(INFORMATION GIVEN begins)

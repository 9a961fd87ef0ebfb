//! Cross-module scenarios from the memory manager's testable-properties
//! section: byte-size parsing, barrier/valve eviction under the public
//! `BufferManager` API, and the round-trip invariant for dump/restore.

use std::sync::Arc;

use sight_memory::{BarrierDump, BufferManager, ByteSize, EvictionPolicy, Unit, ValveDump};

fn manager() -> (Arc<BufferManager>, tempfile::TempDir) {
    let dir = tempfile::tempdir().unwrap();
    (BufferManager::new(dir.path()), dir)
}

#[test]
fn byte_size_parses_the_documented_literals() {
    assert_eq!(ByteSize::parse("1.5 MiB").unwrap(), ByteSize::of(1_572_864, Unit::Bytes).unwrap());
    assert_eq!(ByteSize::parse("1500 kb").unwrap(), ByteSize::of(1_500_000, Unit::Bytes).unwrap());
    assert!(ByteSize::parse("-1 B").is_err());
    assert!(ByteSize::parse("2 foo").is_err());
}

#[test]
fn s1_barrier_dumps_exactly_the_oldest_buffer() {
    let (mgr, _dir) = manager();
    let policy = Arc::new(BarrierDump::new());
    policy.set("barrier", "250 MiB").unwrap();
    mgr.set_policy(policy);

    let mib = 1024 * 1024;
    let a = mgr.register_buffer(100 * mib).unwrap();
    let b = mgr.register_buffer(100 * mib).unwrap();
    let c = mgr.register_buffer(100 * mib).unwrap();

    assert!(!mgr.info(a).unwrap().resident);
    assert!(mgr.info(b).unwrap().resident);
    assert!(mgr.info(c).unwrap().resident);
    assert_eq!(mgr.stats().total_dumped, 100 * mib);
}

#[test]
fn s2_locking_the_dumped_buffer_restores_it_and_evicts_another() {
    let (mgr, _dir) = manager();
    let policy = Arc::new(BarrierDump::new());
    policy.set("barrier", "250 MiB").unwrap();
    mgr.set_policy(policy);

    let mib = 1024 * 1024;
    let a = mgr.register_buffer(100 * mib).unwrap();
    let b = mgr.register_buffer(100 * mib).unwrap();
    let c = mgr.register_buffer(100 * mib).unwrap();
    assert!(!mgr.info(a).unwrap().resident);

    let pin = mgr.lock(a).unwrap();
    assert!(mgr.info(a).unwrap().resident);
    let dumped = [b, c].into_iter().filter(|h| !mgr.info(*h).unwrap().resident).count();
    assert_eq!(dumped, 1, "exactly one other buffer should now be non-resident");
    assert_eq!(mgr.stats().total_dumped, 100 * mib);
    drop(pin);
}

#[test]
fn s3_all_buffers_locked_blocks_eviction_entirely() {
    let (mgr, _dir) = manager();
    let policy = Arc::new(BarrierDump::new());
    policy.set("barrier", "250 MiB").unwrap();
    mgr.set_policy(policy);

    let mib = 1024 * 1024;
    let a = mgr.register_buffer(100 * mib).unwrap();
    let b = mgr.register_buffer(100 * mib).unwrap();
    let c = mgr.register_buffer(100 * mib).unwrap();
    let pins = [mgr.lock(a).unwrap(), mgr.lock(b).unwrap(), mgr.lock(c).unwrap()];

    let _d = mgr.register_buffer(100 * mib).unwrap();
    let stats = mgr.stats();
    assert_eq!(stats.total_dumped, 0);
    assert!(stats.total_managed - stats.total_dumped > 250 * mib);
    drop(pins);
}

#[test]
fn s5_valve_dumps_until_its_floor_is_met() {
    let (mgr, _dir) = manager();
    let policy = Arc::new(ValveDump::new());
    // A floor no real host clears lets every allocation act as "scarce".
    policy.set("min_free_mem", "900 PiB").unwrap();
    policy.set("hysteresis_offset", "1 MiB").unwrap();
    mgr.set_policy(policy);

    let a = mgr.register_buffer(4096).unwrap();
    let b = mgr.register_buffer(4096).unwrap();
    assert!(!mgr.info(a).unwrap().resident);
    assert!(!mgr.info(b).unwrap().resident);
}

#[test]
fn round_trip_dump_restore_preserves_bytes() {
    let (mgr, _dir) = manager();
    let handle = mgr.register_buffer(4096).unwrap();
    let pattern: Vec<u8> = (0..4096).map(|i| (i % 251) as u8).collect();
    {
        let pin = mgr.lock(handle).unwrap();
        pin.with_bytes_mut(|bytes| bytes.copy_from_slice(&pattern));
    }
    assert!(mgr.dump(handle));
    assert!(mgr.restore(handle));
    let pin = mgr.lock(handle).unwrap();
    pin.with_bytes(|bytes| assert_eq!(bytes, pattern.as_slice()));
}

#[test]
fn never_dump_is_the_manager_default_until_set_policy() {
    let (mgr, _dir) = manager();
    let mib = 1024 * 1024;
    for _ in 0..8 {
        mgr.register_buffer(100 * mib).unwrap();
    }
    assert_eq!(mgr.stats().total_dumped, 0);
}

(INFORMATION GIVEN ends)

**PROBLEM REQUIREMENTS**: Each record, from first to last, should be returned verbatim.

**SOLUTION TO THIS PROBLEM**:
repository 9a961fd87ef0ebfb
//! Cross-module scenarios from the memory manager's testable-properties
//! section: byte-size parsing, barrier/valve eviction under the public
//! `BufferManager` API, and the round-trip invariant for dump/restore.

use std::sync::Arc;

use sight_memory::{BarrierDump, BufferManager, ByteSize, EvictionPolicy, Unit, ValveDump};

fn manager() -> (Arc<BufferManager>, tempfile::TempDir) {
    let dir = tempfile::tempdir().unwrap();
    (BufferManager::new(dir.path()), dir)
}

#[test]
fn byte_size_parses_the_documented_literals() {
    assert_eq!(ByteSize::parse("1.5 MiB").unwrap(), ByteSize::of(1_572_864, Unit::Bytes).unwrap());
    assert_eq!(ByteSize::parse("1500 kb").unwrap(), ByteSize::of(1_500_000, Unit::Bytes).unwrap());
    assert!(ByteSize::parse("-1 B").is_err());
    assert!(ByteSize::parse("2 foo").is_err());
}

#[test]
fn s1_barrier_dumps_exactly_the_oldest_buffer() {
    let (mgr, _dir) = manager();
    let policy = Arc::new(BarrierDump::new());
    policy.set("barrier", "250 MiB").unwrap();
    mgr.set_policy(policy);

    let mib = 1024 * 1024;
    let a = mgr.register_buffer(100 * mib).unwrap();
    let b = mgr.register_buffer(100 * mib).unwrap();
    let c = mgr.register_buffer(100 * mib).unwrap();

    assert!(!mgr.info(a).unwrap().resident);
    assert!(mgr.info(b).unwrap().resident);
    assert!(mgr.info(c).unwrap().resident);
    assert_eq!(mgr.stats().total_dumped, 100 * mib);
}

#[test]
fn s2_locking_the_dumped_buffer_restores_it_and_evicts_another() {
    let (mgr, _dir) = manager();
    let policy = Arc::new(BarrierDump::new());
    policy.set("barrier", "250 MiB").unwrap();
    mgr.set_policy(policy);

    let mib = 1024 * 1024;
    let a = mgr.register_buffer(100 * mib).unwrap();
    let b = mgr.register_buffer(100 * mib).unwrap();
    let c = mgr.register_buffer(100 * mib).unwrap();
    assert!(!mgr.info(a).unwrap().resident);

    let pin = mgr.lock(a).unwrap();
    assert!(mgr.info(a).unwrap().resident);
    let dumped = [b, c].into_iter().filter(|h| !mgr.info(*h).unwrap().resident).count();
    assert_eq!(dumped, 1, "exactly one other buffer should now be non-resident");
    assert_eq!(mgr.stats().total_dumped, 100 * mib);
    drop(pin);
}

#[test]
fn s3_all_buffers_locked_blocks_eviction_entirely() {
    let (mgr, _dir) = manager();
    let policy = Arc::new(BarrierDump::new());
    policy.set("barrier", "250 MiB").unwrap();
    mgr.set_policy(policy);

    let mib = 1024 * 1024;
    let a = mgr.register_buffer(100 * mib).unwrap();
    let b = mgr.register_buffer(100 * mib).unwrap();
    let c = mgr.register_buffer(100 * mib).unwrap();
    let pins = [mgr.lock(a).unwrap(), mgr.lock(b).unwrap(), mgr.lock(c).unwrap()];

    let _d = mgr.register_buffer(100 * mib).unwrap();
    let stats = mgr.stats();
    assert_eq!(stats.total_dumped, 0);
    assert!(stats.total_managed - stats.total_dumped > 250 * mib);
    drop(pins);
}

#[test]
fn s5_valve_dumps_until_its_floor_is_met() {
    let (mgr, _dir) = manager();
    let policy = Arc::new(ValveDump::new());
    // A floor no real host clears lets every allocation act as "scarce".
    policy.set("min_free_mem", "900 PiB").unwrap();
    policy.set("hysteresis_offset", "1 MiB").unwrap();
    mgr.set_policy(policy);

    let a = mgr.register_buffer(4096).unwrap();
    let b = mgr.register_buffer(4096).unwrap();
    assert!(!mgr.info(a).unwrap().resident);
    assert!(!mgr.info(b).unwrap().resident);
}

#[test]
fn round_trip_dump_restore_preserves_bytes() {
    let (mgr, _dir) = manager();
    let handle = mgr.register_buffer(4096).unwrap();
    let pattern: Vec<u8> = (0..4096).map(|i| (i % 251) as u8).collect();
    {
        let pin = mgr.lock(handle).unwrap();
        pin.with_bytes_mut(|bytes| bytes.copy_from_slice(&pattern));
    }
    assert!(mgr.dump(handle));
    assert!(mgr.restore(handle));
    let pin = mgr.lock(handle).unwrap();
    pin.with_bytes(|bytes| assert_eq!(bytes, pattern.as_slice()));
}

#[test]
fn never_dump_is_the_manager_default_until_set_policy() {
    let (mgr, _dir) = manager();
    let mib = 1024 * 1024;
    for _ in 0..8 {
        mgr.register_buffer(100 * mib).unwrap();
    }
    assert_eq!(mgr.stats().total_dumped, 0);
}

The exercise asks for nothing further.